[Saved data entries]
☆ ☆ ☆

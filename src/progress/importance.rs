//! Ordinal importance assignment for concurrent progress bars.
//!
//! A task can light up half a dozen bars at once (media-level, per-item,
//! separation compute, image pull, model download). The importance map ranks
//! them so the frontend can size and colour them consistently. The mapping
//! is a pure function of the pipeline mode, bulk flag and feature set; the
//! ground truth lives in `docs/progress-importance.md` and the test suite
//! asserts every row of it.

use std::collections::HashMap;

use serde::{Deserialize, Serialize};

use crate::task::{FeatureSet, Mode};

/// Ordinal importance of one progress bar.
#[derive(Debug, Clone, Copy, PartialEq, Eq, Serialize, Deserialize)]
pub enum ImportanceLevel {
    VeryImportant,
    Important,
    Normal,
    LowImportance,
    VeryLowImportance,
    /// The bar belongs to a feature that is not part of this task.
    NotApplicable,
}

impl ImportanceLevel {
    /// Stable CSS-ish height tag for the frontend.
    ///
    /// `NotApplicable` renders at Normal's height.
    pub fn height_class(&self) -> &'static str {
        match self {
            ImportanceLevel::VeryImportant => "h-5",
            ImportanceLevel::Important => "h-4",
            ImportanceLevel::Normal => "h-3",
            ImportanceLevel::LowImportance => "h-2",
            ImportanceLevel::VeryLowImportance => "h-1",
            ImportanceLevel::NotApplicable => "h-3",
        }
    }

    /// One level less important, saturating at the bottom.
    pub fn step_down(self) -> Self {
        match self {
            ImportanceLevel::VeryImportant => ImportanceLevel::Important,
            ImportanceLevel::Important => ImportanceLevel::Normal,
            ImportanceLevel::Normal => ImportanceLevel::LowImportance,
            ImportanceLevel::LowImportance => ImportanceLevel::VeryLowImportance,
            ImportanceLevel::VeryLowImportance => ImportanceLevel::VeryLowImportance,
            ImportanceLevel::NotApplicable => ImportanceLevel::NotApplicable,
        }
    }

    /// Parse the level name used in the ground-truth table.
    pub fn parse(name: &str) -> Option<Self> {
        match name {
            "VeryImportant" => Some(ImportanceLevel::VeryImportant),
            "Important" => Some(ImportanceLevel::Important),
            "Normal" => Some(ImportanceLevel::Normal),
            "LowImportance" => Some(ImportanceLevel::LowImportance),
            "VeryLowImportance" => Some(ImportanceLevel::VeryLowImportance),
            "NotApplicable" => Some(ImportanceLevel::NotApplicable),
            _ => None,
        }
    }
}

/// Media-level bar shown for a whole directory in bulk mode.
pub const BAR_MEDIA: &str = "media-bar";
/// Per-item bar.
pub const BAR_ITEM: &str = "item-bar";
/// Separation compute bar.
pub const BAR_DEMUCS_PROCESS: &str = "demucs-process";
/// Separation image pull bar.
pub const BAR_DEMUCS_PULL: &str = "demucs-pull";
/// Separation model download bar.
pub const BAR_DEMUCS_MODEL_DL: &str = "demucs-model-dl";
/// Romanization compute bar.
pub const BAR_TRANSLIT_PROCESS: &str = "translit-process";
/// Condensed-audio compute bar.
pub const BAR_CONDENSE_PROCESS: &str = "condense-process";
/// Transcription compute bar.
pub const BAR_STT_PROCESS: &str = "stt-process";

/// Ordinal levels for every known bar, with longest-prefix fallback.
#[derive(Debug, Clone)]
pub struct ImportanceMap {
    levels: HashMap<String, ImportanceLevel>,
}

impl ImportanceMap {
    /// Resolve the level of a bar id.
    ///
    /// Exact match first, then the longest key that prefixes the id, then
    /// `Normal`.
    pub fn level_for(&self, bar_id: &str) -> ImportanceLevel {
        if let Some(level) = self.levels.get(bar_id) {
            return *level;
        }
        self.levels
            .iter()
            .filter(|(key, _)| bar_id.starts_with(key.as_str()))
            .max_by_key(|(key, _)| key.len())
            .map(|(_, level)| *level)
            .unwrap_or(ImportanceLevel::Normal)
    }

    /// All explicit entries, for diagnostics and the table test.
    pub fn entries(&self) -> &HashMap<String, ImportanceLevel> {
        &self.levels
    }
}

/// Which feature a mode treats as its centrepiece.
fn dominant_feature(mode: Mode) -> Feature {
    match mode {
        Mode::Enhance => Feature::Enhance,
        Mode::Translit => Feature::Translit,
        Mode::Condense => Feature::Condense,
        Mode::Subs2Dubs | Mode::Subs2Cards => Feature::Stt,
    }
}

#[derive(Debug, Clone, Copy, PartialEq, Eq)]
enum Feature {
    Enhance,
    Translit,
    Condense,
    Stt,
}

/// Compute the importance map for a task.
///
/// Rules:
/// - in bulk mode the media bar is `VeryImportant` and every per-item bar
///   steps down one level;
/// - the mode's dominant feature sits one level under the item bar, other
///   selected features one under that;
/// - within the separation feature, the image-pull bar is one level under
///   the compute bar and the model-download bar one under the pull bar;
/// - bars of unselected features are `NotApplicable`.
pub fn compute_importance_map(mode: Mode, is_bulk: bool, features: &FeatureSet) -> ImportanceMap {
    let mut levels = HashMap::new();

    let item_level = if is_bulk {
        levels.insert(BAR_MEDIA.to_string(), ImportanceLevel::VeryImportant);
        ImportanceLevel::Important
    } else {
        levels.insert(BAR_MEDIA.to_string(), ImportanceLevel::NotApplicable);
        ImportanceLevel::VeryImportant
    };
    levels.insert(BAR_ITEM.to_string(), item_level);

    let dominant = dominant_feature(mode);
    let compute_level = |feature: Feature| {
        if feature == dominant {
            item_level.step_down()
        } else {
            item_level.step_down().step_down()
        }
    };

    if features.enhance {
        let compute = compute_level(Feature::Enhance);
        levels.insert(BAR_DEMUCS_PROCESS.to_string(), compute);
        levels.insert(BAR_DEMUCS_PULL.to_string(), compute.step_down());
        levels.insert(
            BAR_DEMUCS_MODEL_DL.to_string(),
            compute.step_down().step_down(),
        );
    } else {
        levels.insert(BAR_DEMUCS_PROCESS.to_string(), ImportanceLevel::NotApplicable);
        levels.insert(BAR_DEMUCS_PULL.to_string(), ImportanceLevel::NotApplicable);
        levels.insert(BAR_DEMUCS_MODEL_DL.to_string(), ImportanceLevel::NotApplicable);
    }

    let simple = [
        (Feature::Translit, features.translit, BAR_TRANSLIT_PROCESS),
        (Feature::Condense, features.condense, BAR_CONDENSE_PROCESS),
        (Feature::Stt, features.stt, BAR_STT_PROCESS),
    ];
    for (feature, selected, bar) in simple {
        let level = if selected {
            compute_level(feature)
        } else {
            ImportanceLevel::NotApplicable
        };
        levels.insert(bar.to_string(), level);
    }

    ImportanceMap { levels }
}
/// Wait after `up -d` before accepting execs; the daemon reports "running"
/// slightly before the container accepts exec sessions.
const START_SETTLE_DELAY: Duration = Duration::from_millis(500);
/// Cadence of the idle watcher.
const WATCHER_CADENCE: Duration = Duration::from_secs(5 * 60);

/// Options for [`ContainerRuntime::get`].
#[derive(Debug, Clone, Copy, Default)]
pub struct ContainerOptions {
    /// Stop any existing container for the mode and start a fresh one.
    pub recreate: bool,
}

/// A live container for one compute mode.
pub struct ContainerHandle {
    project: String,
    container_name: String,
    compose_file: PathBuf,
    mode: ComputeMode,
    last_used: StdMutex<Instant>,
    active_execs: AtomicUsize,
}

impl ContainerHandle {
    /// Container name as known to the docker daemon.
    pub fn name(&self) -> &str {
        &self.container_name
    }

    /// Compute mode of this container.
    pub fn mode(&self) -> ComputeMode {
        self.mode
    }

    /// Refresh the last-used timestamp.
    pub fn touch(&self) {
        *self.last_used.lock().unwrap() = Instant::now();
    }

    /// Time since the last exec or get.
    pub fn idle_for(&self) -> Duration {
        self.last_used.lock().unwrap().elapsed()
    }

    /// Whether an exec session is currently attached.
    pub fn has_active_exec(&self) -> bool {
        self.active_execs.load(Ordering::SeqCst) > 0
    }
}

/// Keeps the exec refcount honest even when an exec future is dropped.
struct ExecGuard<'a>(&'a ContainerHandle);

impl<'a> ExecGuard<'a> {
    fn new(handle: &'a ContainerHandle) -> Self {
        handle.active_execs.fetch_add(1, Ordering::SeqCst);
        handle.touch();
        Self(handle)
    }
}

impl Drop for ExecGuard<'_> {
    fn drop(&mut self) {
        self.0.active_execs.fetch_sub(1, Ordering::SeqCst);
        self.0.touch();
    }
}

☆ ☆ ☆

▸ What is expected
Gather up, from the records above, each line where the word "Clone" appears.

▸ Response to the exercise
#[derive(Debug, Clone, Copy, PartialEq, Eq, Serialize, Deserialize)]
#[derive(Debug, Clone)]
#[derive(Debug, Clone, Copy, PartialEq, Eq)]
#[derive(Debug, Clone, Copy, Default)]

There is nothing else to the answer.